# [Brief]
Below are the records; pull every line that includes "encoding".

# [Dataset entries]
[Start of section]

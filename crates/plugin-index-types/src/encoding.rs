//! Form-style URL encoding for plugin ids.

/// Encode a plugin name so it can be used as a path segment or query value.
///
/// Alphanumerics and `-_.*` pass through, a space becomes `+`, and every
/// other character is percent-encoded byte by byte.
pub fn encode_id(s: &str) -> String {
    let mut result = String::with_capacity(s.len());
    for c in s.chars() {
        match c {
            'a'..='z' | 'A'..='Z' | '0'..='9' | '-' | '_' | '.' | '*' => result.push(c),
            ' ' => result.push('+'),
            _ => {
                let mut buf = [0u8; 4];
                for b in c.encode_utf8(&mut buf).bytes() {
                    result.push_str(&format!("%{:02X}", b));
                }
            }
        }
    }
    result
}

#[cfg(test)]
mod tests {
    use super::*;

    #[test]
    fn test_plain_names_pass_through() {
        assert_eq!(encode_id("commit-message-length-validator"), "commit-message-length-validator");
        assert_eq!(encode_id("a_b.c*"), "a_b.c*");
    }

    #[test]
    fn test_reserved_characters() {
        assert_eq!(encode_id("a/b"), "a%2Fb");
        assert_eq!(encode_id("x y"), "x+y");
        assert_eq!(encode_id("a~b"), "a%7Eb");
    }

    #[test]
    fn test_multibyte() {
        assert_eq!(encode_id("é"), "%C3%A9");
    }
}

[End of section]

# [Response for this exercise]
filename crates/plugin-index-types/src/encoding.rs
//! Form-style URL encoding for plugin ids.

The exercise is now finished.